===== Record extracts =====
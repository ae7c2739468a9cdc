use std::collections::{HashMap, HashSet};

use chrono::{DateTime, Utc};
use tokio::sync::RwLock;

use servicedesk_core::domain::approval::{
    ApprovalId, ApprovalRecord, ApprovalRecordDraft, ApprovalStatus, RequestId,
};

use super::{ApprovalRepository, RepositoryError, StoredChain};

#[derive(Default)]
struct ApprovalStore {
    chains: HashMap<RequestId, Vec<ApprovalId>>,
    records: HashMap<ApprovalId, ApprovalRecord>,
}

impl ApprovalStore {
    fn chain(&self, request_id: RequestId) -> Option<Vec<ApprovalRecord>> {
        self.chains.get(&request_id).map(|ids| {
            ids.iter().filter_map(|id| self.records.get(id)).cloned().collect()
        })
    }
}

#[derive(Default)]
pub struct InMemoryApprovalRepository {
    store: RwLock<ApprovalStore>,
}

fn validate_drafts(
    request_id: RequestId,
    drafts: &[ApprovalRecordDraft],
) -> Result<(), RepositoryError> {
    let mut seen = HashSet::new();
    for draft in drafts {
        if draft.request_id != request_id {
            return Err(RepositoryError::RequestMismatch {
                expected: request_id,
                found: draft.request_id,
            });
        }
        if !seen.insert(draft.dedup_key()) {
            return Err(RepositoryError::DuplicateApprover {
                request_id,
                level: draft.level,
                approver_id: draft.approver_id.to_string(),
            });
        }
    }
    Ok(())
}

#[async_trait::async_trait]
impl ApprovalRepository for InMemoryApprovalRepository {
    async fn insert_chain(
        &self,
        request_id: RequestId,
        drafts: Vec<ApprovalRecordDraft>,
        created_at: DateTime<Utc>,
    ) -> Result<StoredChain, RepositoryError> {
        let mut store = self.store.write().await;
        if let Some(records) = store.chain(request_id) {
            return Ok(StoredChain { records, replayed: true });
        }
        validate_drafts(request_id, &drafts)?;

        let records: Vec<ApprovalRecord> = drafts
            .into_iter()
            .map(|draft| draft.into_record(ApprovalId::generate(), created_at))
            .collect();
        store.chains.insert(request_id, records.iter().map(|record| record.id.clone()).collect());
        for record in &records {
            store.records.insert(record.id.clone(), record.clone());
        }
        Ok(StoredChain { records, replayed: false })
    }

    async fn list_for_request(
        &self,
        request_id: RequestId,
    ) -> Result<Vec<ApprovalRecord>, RepositoryError> {
        let store = self.store.read().await;
        Ok(store.chain(request_id).unwrap_or_default())
    }

    async fn find_by_id(&self, id: &ApprovalId) -> Result<Option<ApprovalRecord>, RepositoryError> {
        let store = self.store.read().await;
        Ok(store.records.get(id).cloned())
    }

    async fn replace_if_status(
        &self,
        record: ApprovalRecord,
        expected: ApprovalStatus,
    ) -> Result<(), RepositoryError> {
        let mut store = self.store.write().await;
        let stored = store
            .records
            .get_mut(&record.id)
            .ok_or_else(|| RepositoryError::NotFound(record.id.clone()))?;

        if stored.request_id != record.request_id {
            return Err(RepositoryError::RequestMismatch {
                expected: stored.request_id,
                found: record.request_id,
            });
        }
        if stored.status != expected {
            return Err(RepositoryError::StaleStatus {
                approval_id: record.id,
                expected,
                actual: stored.status,
            });
        }

        *stored = record;
        Ok(())
    }
}

#[cfg(test)]
mod tests {
    use chrono::{TimeZone, Utc};

    use servicedesk_core::domain::approval::{
        ApprovalId, ApprovalRecordDraft, ApprovalStatus, RequestId, UserId,
    };

    use crate::repositories::{ApprovalRepository, InMemoryApprovalRepository, RepositoryError};

    fn draft(request_id: i64, level: u32, approver: i64) -> ApprovalRecordDraft {
        ApprovalRecordDraft {
            request_id: RequestId(request_id),
            level,
            level_name: format!("Level {level}"),
            approver_id: UserId(approver),
            diverted_from: None,
            status: ApprovalStatus::PendingApproval,
            auto_flag: false,
            comment: None,
            sent_at: None,
            acted_at: None,
        }
    }

    fn created_at() -> chrono::DateTime<Utc> {
        Utc.with_ymd_and_hms(2026, 3, 10, 9, 0, 0).unwrap()
    }

    #[tokio::test]
    async fn chain_insert_is_replay_safe() {
        let repo = InMemoryApprovalRepository::default();
        let drafts = vec![draft(1, 1, 42), draft(1, 2, 7)];

        let first =
            repo.insert_chain(RequestId(1), drafts.clone(), created_at()).await.expect("insert");
        let replay = repo.insert_chain(RequestId(1), drafts, created_at()).await.expect("replay");

        assert!(!first.replayed);
        assert!(replay.replayed);
        assert_eq!(first.records, replay.records);
        let listed = repo.list_for_request(RequestId(1)).await.expect("list");
        assert_eq!(listed.len(), 2);
        assert_eq!(listed[0].level, 1);
        assert_eq!(listed[1].level, 2);
    }

    #[tokio::test]
    async fn empty_chain_is_remembered() {
        let repo = InMemoryApprovalRepository::default();

        let stored =
            repo.insert_chain(RequestId(3), Vec::new(), created_at()).await.expect("insert");
        let replay = repo
            .insert_chain(RequestId(3), vec![draft(3, 1, 42)], created_at())
            .await
            .expect("replay");

        assert!(stored.records.is_empty());
        assert!(replay.replayed);
        assert!(replay.records.is_empty());
    }

    #[tokio::test]
    async fn chain_insert_rejects_duplicates_and_foreign_drafts() {
        let repo = InMemoryApprovalRepository::default();

        let duplicate = repo
            .insert_chain(RequestId(1), vec![draft(1, 1, 42), draft(1, 1, 42)], created_at())
            .await;
        assert!(matches!(duplicate, Err(RepositoryError::DuplicateApprover { level: 1, .. })));

        let foreign = repo.insert_chain(RequestId(1), vec![draft(2, 1, 42)], created_at()).await;
        assert_eq!(
            foreign,
            Err(RepositoryError::RequestMismatch { expected: RequestId(1), found: RequestId(2) })
        );
        assert!(repo.list_for_request(RequestId(1)).await.expect("list").is_empty());
    }

    #[tokio::test]
    async fn replace_if_status_is_compare_and_swap() {
        let repo = InMemoryApprovalRepository::default();
        let stored = repo
            .insert_chain(RequestId(1), vec![draft(1, 1, 42)], created_at())
            .await
            .expect("insert")
            .records;

        let mut approved = stored[0].clone();
        approved.status = ApprovalStatus::Approved;
        repo.replace_if_status(approved.clone(), ApprovalStatus::PendingApproval)
            .await
            .expect("first writer wins");

        let mut rejected = stored[0].clone();
        rejected.status = ApprovalStatus::Rejected;
        let error = repo
            .replace_if_status(rejected, ApprovalStatus::PendingApproval)
            .await
            .expect_err("second writer loses");
        assert_eq!(
            error,
            RepositoryError::StaleStatus {
                approval_id: stored[0].id.clone(),
                expected: ApprovalStatus::PendingApproval,
                actual: ApprovalStatus::Approved,
            }
        );

        let found = repo.find_by_id(&stored[0].id).await.expect("find");
        assert_eq!(found, Some(approved));

        let missing = repo.find_by_id(&ApprovalId("nope".to_owned())).await.expect("find");
        assert_eq!(missing, None);
    }
}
=====
> _Exercise brief_
Retype every line above with nothing changed.

> _Response area_
repository ae7c2739468a9cdc
use std::collections::{HashMap, HashSet};

use chrono::{DateTime, Utc};
use tokio::sync::RwLock;

use servicedesk_core::domain::approval::{
    ApprovalId, ApprovalRecord, ApprovalRecordDraft, ApprovalStatus, RequestId,
};

use super::{ApprovalRepository, RepositoryError, StoredChain};

#[derive(Default)]
struct ApprovalStore {
    chains: HashMap<RequestId, Vec<ApprovalId>>,
    records: HashMap<ApprovalId, ApprovalRecord>,
}

impl ApprovalStore {
    fn chain(&self, request_id: RequestId) -> Option<Vec<ApprovalRecord>> {
        self.chains.get(&request_id).map(|ids| {
            ids.iter().filter_map(|id| self.records.get(id)).cloned().collect()
        })
    }
}

#[derive(Default)]
pub struct InMemoryApprovalRepository {
    store: RwLock<ApprovalStore>,
}

fn validate_drafts(
    request_id: RequestId,
    drafts: &[ApprovalRecordDraft],
) -> Result<(), RepositoryError> {
    let mut seen = HashSet::new();
    for draft in drafts {
        if draft.request_id != request_id {
            return Err(RepositoryError::RequestMismatch {
                expected: request_id,
                found: draft.request_id,
            });
        }
        if !seen.insert(draft.dedup_key()) {
            return Err(RepositoryError::DuplicateApprover {
                request_id,
                level: draft.level,
                approver_id: draft.approver_id.to_string(),
            });
        }
    }
    Ok(())
}

#[async_trait::async_trait]
impl ApprovalRepository for InMemoryApprovalRepository {
    async fn insert_chain(
        &self,
        request_id: RequestId,
        drafts: Vec<ApprovalRecordDraft>,
        created_at: DateTime<Utc>,
    ) -> Result<StoredChain, RepositoryError> {
        let mut store = self.store.write().await;
        if let Some(records) = store.chain(request_id) {
            return Ok(StoredChain { records, replayed: true });
        }
        validate_drafts(request_id, &drafts)?;

        let records: Vec<ApprovalRecord> = drafts
            .into_iter()
            .map(|draft| draft.into_record(ApprovalId::generate(), created_at))
            .collect();
        store.chains.insert(request_id, records.iter().map(|record| record.id.clone()).collect());
        for record in &records {
            store.records.insert(record.id.clone(), record.clone());
        }
        Ok(StoredChain { records, replayed: false })
    }

    async fn list_for_request(
        &self,
        request_id: RequestId,
    ) -> Result<Vec<ApprovalRecord>, RepositoryError> {
        let store = self.store.read().await;
        Ok(store.chain(request_id).unwrap_or_default())
    }

    async fn find_by_id(&self, id: &ApprovalId) -> Result<Option<ApprovalRecord>, RepositoryError> {
        let store = self.store.read().await;
        Ok(store.records.get(id).cloned())
    }

    async fn replace_if_status(
        &self,
        record: ApprovalRecord,
        expected: ApprovalStatus,
    ) -> Result<(), RepositoryError> {
        let mut store = self.store.write().await;
        let stored = store
            .records
            .get_mut(&record.id)
            .ok_or_else(|| RepositoryError::NotFound(record.id.clone()))?;

        if stored.request_id != record.request_id {
            return Err(RepositoryError::RequestMismatch {
                expected: stored.request_id,
                found: record.request_id,
            });
        }
        if stored.status != expected {
            return Err(RepositoryError::StaleStatus {
                approval_id: record.id,
                expected,
                actual: stored.status,
            });
        }

        *stored = record;
        Ok(())
    }
}

#[cfg(test)]
mod tests {
    use chrono::{TimeZone, Utc};

    use servicedesk_core::domain::approval::{
        ApprovalId, ApprovalRecordDraft, ApprovalStatus, RequestId, UserId,
    };

    use crate::repositories::{ApprovalRepository, InMemoryApprovalRepository, RepositoryError};

    fn draft(request_id: i64, level: u32, approver: i64) -> ApprovalRecordDraft {
        ApprovalRecordDraft {
            request_id: RequestId(request_id),
            level,
            level_name: format!("Level {level}"),
            approver_id: UserId(approver),
            diverted_from: None,
            status: ApprovalStatus::PendingApproval,
            auto_flag: false,
            comment: None,
            sent_at: None,
            acted_at: None,
        }
    }

    fn created_at() -> chrono::DateTime<Utc> {
        Utc.with_ymd_and_hms(2026, 3, 10, 9, 0, 0).unwrap()
    }

    #[tokio::test]
    async fn chain_insert_is_replay_safe() {
        let repo = InMemoryApprovalRepository::default();
        let drafts = vec![draft(1, 1, 42), draft(1, 2, 7)];

        let first =
            repo.insert_chain(RequestId(1), drafts.clone(), created_at()).await.expect("insert");
        let replay = repo.insert_chain(RequestId(1), drafts, created_at()).await.expect("replay");

        assert!(!first.replayed);
        assert!(replay.replayed);
        assert_eq!(first.records, replay.records);
        let listed = repo.list_for_request(RequestId(1)).await.expect("list");
        assert_eq!(listed.len(), 2);
        assert_eq!(listed[0].level, 1);
        assert_eq!(listed[1].level, 2);
    }

    #[tokio::test]
    async fn empty_chain_is_remembered() {
        let repo = InMemoryApprovalRepository::default();

        let stored =
            repo.insert_chain(RequestId(3), Vec::new(), created_at()).await.expect("insert");
        let replay = repo
            .insert_chain(RequestId(3), vec![draft(3, 1, 42)], created_at())
            .await
            .expect("replay");

        assert!(stored.records.is_empty());
        assert!(replay.replayed);
        assert!(replay.records.is_empty());
    }

    #[tokio::test]
    async fn chain_insert_rejects_duplicates_and_foreign_drafts() {
        let repo = InMemoryApprovalRepository::default();

        let duplicate = repo
            .insert_chain(RequestId(1), vec![draft(1, 1, 42), draft(1, 1, 42)], created_at())
            .await;
        assert!(matches!(duplicate, Err(RepositoryError::DuplicateApprover { level: 1, .. })));

        let foreign = repo.insert_chain(RequestId(1), vec![draft(2, 1, 42)], created_at()).await;
        assert_eq!(
            foreign,
            Err(RepositoryError::RequestMismatch { expected: RequestId(1), found: RequestId(2) })
        );
        assert!(repo.list_for_request(RequestId(1)).await.expect("list").is_empty());
    }

    #[tokio::test]
    async fn replace_if_status_is_compare_and_swap() {
        let repo = InMemoryApprovalRepository::default();
        let stored = repo
            .insert_chain(RequestId(1), vec![draft(1, 1, 42)], created_at())
            .await
            .expect("insert")
            .records;

        let mut approved = stored[0].clone();
        approved.status = ApprovalStatus::Approved;
        repo.replace_if_status(approved.clone(), ApprovalStatus::PendingApproval)
            .await
            .expect("first writer wins");

        let mut rejected = stored[0].clone();
        rejected.status = ApprovalStatus::Rejected;
        let error = repo
            .replace_if_status(rejected, ApprovalStatus::PendingApproval)
            .await
            .expect_err("second writer loses");
        assert_eq!(
            error,
            RepositoryError::StaleStatus {
                approval_id: stored[0].id.clone(),
                expected: ApprovalStatus::PendingApproval,
                actual: ApprovalStatus::Approved,
            }
        );

        let found = repo.find_by_id(&stored[0].id).await.expect("find");
        assert_eq!(found, Some(approved));

        let missing = repo.find_by_id(&ApprovalId("nope".to_owned())).await.expect("find");
        assert_eq!(missing, None);
    }
}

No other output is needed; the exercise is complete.